If you were deterred by signs displaying the amount of calories in your fast food meal wait until you’re told how much exercise it will take to burn those calories.
A researcher team from Texas Christian University in Fort Worth says telling diners how much exercise it will take to burn off the calories they are eating will help promote a healthier diet.
“This is the first study to look at the effects of displaying minutes of brisk walking needed to burn food calories on the calories ordered and consumed,” said senior author Meena Shah
Shah along with lead researcher Ashlei James analyzed the dining habits of 300 people, aged 18 to 30, who were unaware of the purpose of this study. Participants were either given a menu with no calorie information, a menu with the amount of calories in each meal and a menu with the amount of calories and how long it would take to walk the calories off.
To give an example, researchers said a double cheeseburger from your average fast food restaurant would take a woman approximately two hours of brisk walking to burn off.
“Brisk walking is something nearly everyone can relate to, which is why we displayed on the menu the minutes of brisk walking needed to burn food calories,” James added.
Those were given the menu with a calorie count and the amount of exercise time, on average, consumed 100 less calories than participants with the other two menus.

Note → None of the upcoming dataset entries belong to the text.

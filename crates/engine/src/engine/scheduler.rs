//! Continuation scheduling.
//!
//! The decision that makes an execution durable and resumable without
//! holding any resource between steps: after a step resolves, either the
//! execution is done, or exactly one follow-up job is enqueued.

use chrono::{DateTime, Utc};
use serde::{Deserialize, Serialize};

use crate::runtime::ProcessOutcome;

/// What to do with the job bus after a step resolves.
#[derive(Debug, Clone, PartialEq, Eq, Serialize, Deserialize)]
#[serde(rename_all = "snake_case", tag = "action")]
pub enum Continuation {
    /// Terminal or not-runnable: nothing further is scheduled.
    Done,
    /// Enqueue the next "process step" job, optionally not before an
    /// instant. Early delivery is tolerated; the wait handler re-checks.
    Enqueue {
        #[serde(skip_serializing_if = "Option::is_none")]
        not_before: Option<DateTime<Utc>>,
    },
}

impl Continuation {
    /// Pure decision over a step-processing outcome.
    pub fn decide(outcome: &ProcessOutcome) -> Self {
        match outcome {
            ProcessOutcome::NotRunnable { .. }
            | ProcessOutcome::Completed
            | ProcessOutcome::Failed { .. } => Continuation::Done,
            ProcessOutcome::Continued { .. } => Continuation::Enqueue { not_before: None },
            ProcessOutcome::Scheduled { resume_at } => Continuation::Enqueue {
                not_before: Some(*resume_at),
            },
        }
    }
}
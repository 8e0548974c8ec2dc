//! Workflow definition types.
//!
//! A definition is the static, reusable description of trigger conditions
//! and an ordered list of typed steps. Step configuration is stored as a
//! free-form JSON document and parsed into a typed [`Step`] fresh on every
//! execution pass, so definition edits take effect at the next step.

use chrono::{DateTime, Utc};
use serde::{Deserialize, Serialize};
use std::collections::HashMap;
use uuid::Uuid;

use crate::error::StepError;

/// Comparison operator used by trigger clauses and condition steps.
#[derive(Debug, Clone, Copy, PartialEq, Eq, Serialize, Deserialize)]
#[serde(rename_all = "snake_case")]
pub enum Operator {
    Equals,
    NotEquals,
    Contains,
    NotContains,
    IsEmpty,
    IsNotEmpty,
    GreaterThan,
    LessThan,
}

impl std::fmt::Display for Operator {
    fn fmt(&self, f: &mut std::fmt::Formatter<'_>) -> std::fmt::Result {
        match self {
            Self::Equals => write!(f, "equals"),
            Self::NotEquals => write!(f, "not_equals"),
            Self::Contains => write!(f, "contains"),
            Self::NotContains => write!(f, "not_contains"),
            Self::IsEmpty => write!(f, "is_empty"),
            Self::IsNotEmpty => write!(f, "is_not_empty"),
            Self::GreaterThan => write!(f, "greater_than"),
            Self::LessThan => write!(f, "less_than"),
        }
    }
}

/// One condition clause of a trigger predicate.
#[derive(Debug, Clone, Serialize, Deserialize)]
pub struct ConditionClause {
    /// Dotted path into the event payload.
    pub field: String,
    pub operator: Operator,
    #[serde(default)]
    pub value: serde_json::Value,
}

/// Event type plus AND-combined clauses gating automatic execution start.
#[derive(Debug, Clone, Serialize, Deserialize)]
pub struct TriggerPredicate {
    /// Event type this workflow reacts to (e.g. "contact_created").
    pub event_type: String,

    /// Clauses evaluated against the event payload; empty means
    /// "always matches".
    #[serde(default)]
    pub conditions: Vec<ConditionClause>,
}

/// Stored wire shape of one workflow step.
#[derive(Debug, Clone, Serialize, Deserialize)]
pub struct StepSpec {
    /// Step kind (e.g. "send_email", "wait", "condition").
    pub kind: String,

    /// Kind-specific configuration.
    #[serde(default)]
    pub config: serde_json::Value,
}

impl StepSpec {
    pub fn new(kind: impl Into<String>, config: serde_json::Value) -> Self {
        Self {
            kind: kind.into(),
            config,
        }
    }
}

/// Configuration for a `send_email` step.
///
/// Either an inline subject/body pair or a named template reference;
/// inline values win when both are present.
#[derive(Debug, Clone, Serialize, Deserialize)]
pub struct SendEmailConfig {
    #[serde(skip_serializing_if = "Option::is_none")]
    pub subject: Option<String>,
    #[serde(skip_serializing_if = "Option::is_none")]
    pub body: Option<String>,
    /// Named template resolved through the template store.
    #[serde(skip_serializing_if = "Option::is_none")]
    pub template: Option<String>,
}

/// Configuration for a `send_sms` step.
#[derive(Debug, Clone, Serialize, Deserialize)]
pub struct SendSmsConfig {
    #[serde(skip_serializing_if = "Option::is_none")]
    pub body: Option<String>,
    #[serde(skip_serializing_if = "Option::is_none")]
    pub template: Option<String>,
}

/// Configuration for a `wait` step: a relative duration or an absolute
/// wake time. Exactly one should be set.
#[derive(Debug, Clone, Serialize, Deserialize)]
pub struct WaitConfig {
    #[serde(skip_serializing_if = "Option::is_none")]
    pub duration_secs: Option<i64>,
    #[serde(skip_serializing_if = "Option::is_none")]
    pub until: Option<DateTime<Utc>>,
}

/// Configuration for a `condition` step.
#[derive(Debug, Clone, Serialize, Deserialize)]
pub struct ConditionConfig {
    /// Dotted field path: `contact.<field>` or `context.<field>`.
    pub field: String,
    pub operator: Operator,
    #[serde(default)]
    pub value: serde_json::Value,

    /// Step index to jump to when the condition holds.
    #[serde(skip_serializing_if = "Option::is_none")]
    pub if_true: Option<usize>,
    /// Step index to jump to when it does not.
    #[serde(skip_serializing_if = "Option::is_none")]
    pub if_false: Option<usize>,
}

/// Configuration for a `call_ai` step.
#[derive(Debug, Clone, Serialize, Deserialize)]
pub struct CallAiConfig {
    /// Prompt template rendered against `{contact, context}`.
    pub prompt: String,

    /// Context key the response is also stored under, in addition to the
    /// `aiResponses` log.
    #[serde(skip_serializing_if = "Option::is_none")]
    pub output_key: Option<String>,
}

/// Configuration for an `update_crm` step.
#[derive(Debug, Clone, Serialize, Deserialize)]
pub struct UpdateCrmConfig {
    /// Field name to new value. Unknown fields are silently ignored.
    pub fields: serde_json::Map<String, serde_json::Value>,
}

/// Configuration for a `webhook` step.
#[derive(Debug, Clone, Serialize, Deserialize)]
pub struct WebhookConfig {
    pub url: String,
    #[serde(default = "default_webhook_method")]
    pub method: String,
    #[serde(default)]
    pub headers: HashMap<String, String>,
    #[serde(skip_serializing_if = "Option::is_none")]
    pub payload: Option<serde_json::Value>,
}

fn default_webhook_method() -> String {
    "POST".to_string()
}

/// A workflow step with parsed, typed configuration.
///
/// `Unknown` preserves unrecognized kinds so that executing one produces the
/// documented terminal failure instead of a deserialization error at load
/// time.
#[derive(Debug, Clone)]
pub enum Step {
    SendEmail(SendEmailConfig),
    SendSms(SendSmsConfig),
    Wait(WaitConfig),
    Condition(ConditionConfig),
    CallAi(CallAiConfig),
    UpdateCrm(UpdateCrmConfig),
    Webhook(WebhookConfig),
    Unknown { kind: String },
}

impl Step {
    /// Parse a stored spec into a typed step.
    ///
    /// A recognized kind with malformed configuration is a configuration
    /// error (terminal); an unrecognized kind parses into [`Step::Unknown`].
    pub fn parse(spec: &StepSpec) -> Result<Step, StepError> {
        fn config<T: serde::de::DeserializeOwned>(
            kind: &str,
            value: &serde_json::Value,
        ) -> Result<T, StepError> {
            serde_json::from_value(value.clone())
                .map_err(|e| StepError::Config(format!("invalid {} config: {}", kind, e)))
        }

        match spec.kind.as_str() {
            "send_email" => Ok(Step::SendEmail(config("send_email", &spec.config)?)),
            "send_sms" => Ok(Step::SendSms(config("send_sms", &spec.config)?)),
            "wait" => Ok(Step::Wait(config("wait", &spec.config)?)),
            "condition" => Ok(Step::Condition(config("condition", &spec.config)?)),
            "call_ai" => Ok(Step::CallAi(config("call_ai", &spec.config)?)),
            "update_crm" => Ok(Step::UpdateCrm(config("update_crm", &spec.config)?)),
            "webhook" => Ok(Step::Webhook(config("webhook", &spec.config)?)),
            other => Ok(Step::Unknown {
                kind: other.to_string(),
            }),
        }
    }

    /// Step kind as stored on the wire.
    pub fn kind(&self) -> &str {
        match self {
            Step::SendEmail(_) => "send_email",
            Step::SendSms(_) => "send_sms",
            Step::Wait(_) => "wait",
            Step::Condition(_) => "condition",
            Step::CallAi(_) => "call_ai",
            Step::UpdateCrm(_) => "update_crm",
            Step::Webhook(_) => "webhook",
            Step::Unknown { kind } => kind,
        }
    }
}

/// Named message template, tenant-scoped.
#[derive(Debug, Clone, Serialize, Deserialize)]
pub struct MessageTemplate {
    pub name: String,
    pub subject: String,
    pub body: String,
}

/// Immutable-at-runtime description of an automation.
#[derive(Debug, Clone, Serialize, Deserialize)]
pub struct WorkflowDefinition {
    pub id: Uuid,
    pub tenant_id: Uuid,
    pub name: String,
    pub trigger: TriggerPredicate,
    pub steps: Vec<StepSpec>,
    pub is_active: bool,
    pub created_at: DateTime<Utc>,
    pub updated_at: DateTime<Utc>,
}

impl WorkflowDefinition {
    /// Create an active definition with fresh timestamps.
    pub fn new(
        tenant_id: Uuid,
        name: impl Into<String>,
        trigger: TriggerPredicate,
        steps: Vec<StepSpec>,
    ) -> Self {
        let now = Utc::now();
        Self {
            id: Uuid::new_v4(),
            tenant_id,
            name: name.into(),
            trigger,
            steps,
            is_active: true,
            created_at: now,
            updated_at: now,
        }
    }

    /// Spec at the given index, if within bounds.
    pub fn step_spec(&self, index: usize) -> Option<&StepSpec> {
        self.steps.get(index)
    }
}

Researchers noticed that people who were given the other two menus ordered and consumed the same amount, challenging the effectiveness of current fast food nutrition guidelines.
“We need a more effective strategy to encourage people to order and consume fewer calories from restaurant menus,” said Shah.
The US Food and Drug Administration offers an interactive learning program that helps people achieve a healthier diet by controlling the amount of calories they consume known as Make Your Calories Count. Users can manage how many calories are in each meal, the nutritional value and how much exercise it will take to compensate for each meal.
The team will present their study’s findings at the Experimental Biology 2013 meeting this week in Boston.